Re: Improvements in pg_dump/pg_restore toc format and performances

2023-09-19 Thread Pierre Ducroquet

On Monday, September 18, 2023 11:54:42 PM CEST Nathan Bossart wrote:
> On Mon, Sep 18, 2023 at 02:52:47PM -0700, Nathan Bossart wrote:
> > On Thu, Jul 27, 2023 at 10:51:11AM +0200, Pierre Ducroquet wrote:
> >> I ended up writing several patches that shaved some time for pg_restore
> >> -l,
> >> and reduced the toc.dat size.
> > 
> > I've only just started taking a look at these patches, and I intend to do
> > a
> > more thorough review in the hopefully-not-too-distant future.
> 
> Since cfbot is failing on some pg_upgrade and pg_dump tests, I've set this
> to waiting-on-author.

Attached updated patches fix this regression, I'm sorry I missed that.

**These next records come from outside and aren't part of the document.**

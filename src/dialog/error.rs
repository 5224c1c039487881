//! Dialog error types

use crate::session::DeliveryError;
use std::time::Duration;
use thiserror::Error;

/// Errors that end a single session.
///
/// None of these affect other sessions or the demultiplexer.
#[derive(Debug, Error)]
pub enum DialogError {
    #[error("state {from} returned {to}, which is not part of the dialog")]
    UnknownState { from: String, to: String },
    #[error("state {from} is not allowed to transition to {to}")]
    IllegalTransition { from: String, to: String },
    #[error("failed to deliver message: {0}")]
    Delivery(#[from] DeliveryError),
    #[error("backend call failed: {0}")]
    Backend(#[source] Box<dyn std::error::Error + Send + Sync>),
    #[error("session input closed")]
    Closed,
    #[error("no input received for {0:?}")]
    IdleTimeout(Duration),
    #[error("session cancelled")]
    Cancelled,
    #[error("{0}")]
    Handler(String),
}

impl DialogError {
    pub fn backend(err: impl std::error::Error + Send + Sync + 'static) -> Self {
        Self::Backend(Box::new(err))
    }

    pub fn handler(message: impl Into<String>) -> Self {
        Self::Handler(message.into())
    }

    /// Whether the session ended because its input went away rather than
    /// because something broke
    pub fn is_shutdown(&self) -> bool {
        matches!(self, Self::Closed | Self::IdleTimeout(_) | Self::Cancelled)
    }
}

/// Problems found while validating a state graph
#[derive(Debug, Error, PartialEq, Eq)]
pub enum DefinitionError {
    #[error("start state {0} is not defined")]
    MissingStart(String),
    #[error("state {0} is defined more than once")]
    DuplicateState(String),
    #[error("state {from} declares a transition to undefined state {to}")]
    UndeclaredTarget { from: String, to: String },
}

>From bafc4a3775d732895aa919de21e6f512cc726f49 Mon Sep 17 00:00:00 2001
From: Pierre Ducroquet 
Date: Wed, 26 Jul 2023 21:31:33 +0200
Subject: [PATCH 1/4] drop has oids field instead of having static values

---
 src/bin/pg_dump/pg_backup_archiver.c | 3 +--
 src/bin/pg_dump/pg_backup_archiver.h | 3 ++-
 2 files changed, 3 insertions(+), 3 deletions(-)

diff --git a/src/bin/pg_dump/pg_backup_archiver.c b/src/bin/pg_dump/pg_backup_archiver.c
index 4d83381d84..f4c782d63d 100644
--- a/src/bin/pg_dump/pg_backup_archiver.c
+++ b/src/bin/pg_dump/pg_backup_archiver.c
@@ -2510,7 +2510,6 @@ WriteToc(ArchiveHandle *AH)
 		WriteStr(AH, te->tablespace);
 		WriteStr(AH, te->tableam);
 		WriteStr(AH, te->owner);
-		WriteStr(AH, "false");
 
 		/* Dump list of dependencies */
 		for (i = 0; i < te->nDeps; i++)
@@ -2618,7 +2617,7 @@ ReadToc(ArchiveHandle *AH)
 		is_supported = true;
 		if (AH->version < K_VERS_1_9)
 			is_supported = false;
-		else
+		else if (AH->version < K_VERS_1_16)
 		{
 			tmp = ReadStr(AH);
 
diff --git a/src/bin/pg_dump/pg_backup_archiver.h b/src/bin/pg_dump/pg_backup_archiver.h
index b07673933d..b78e326f73 100644
--- a/src/bin/pg_dump/pg_backup_archiver.h
+++ b/src/bin/pg_dump/pg_backup_archiver.h
@@ -68,10 +68,11 @@
 #define K_VERS_1_15 MAKE_ARCHIVE_VERSION(1, 15, 0)	/* add
 	 * compression_algorithm
 	 * in header */
+#define K_VERS_1_16 MAKE_ARCHIVE_VERSION(1, 16, 0)	/* optimize dump format */
 
 /* Current archive version number (the format we can output) */
 #define K_VERS_MAJOR 1
-#define K_VERS_MINOR 15
+#define K_VERS_MINOR 16
 #define K_VERS_REV 0
 #define K_VERS_SELF MAKE_ARCHIVE_VERSION(K_VERS_MAJOR, K_VERS_MINOR, K_VERS_REV)
 
-- 
2.42.0

>From e8dbb51713daefa1596ce63ea6990d2fd1c4e27f Mon Sep 17 00:00:00 2001
From: Pierre Ducroquet 
Date: Wed, 26 Jul 2023 22:23:28 +0200
Subject: [PATCH 2/4] convert sscanf to strtoul

---
 src/bin/pg_dump/pg_backup_archiver.c | 6 +++---
 1 file changed, 3 insertions(+), 3 deletions(-)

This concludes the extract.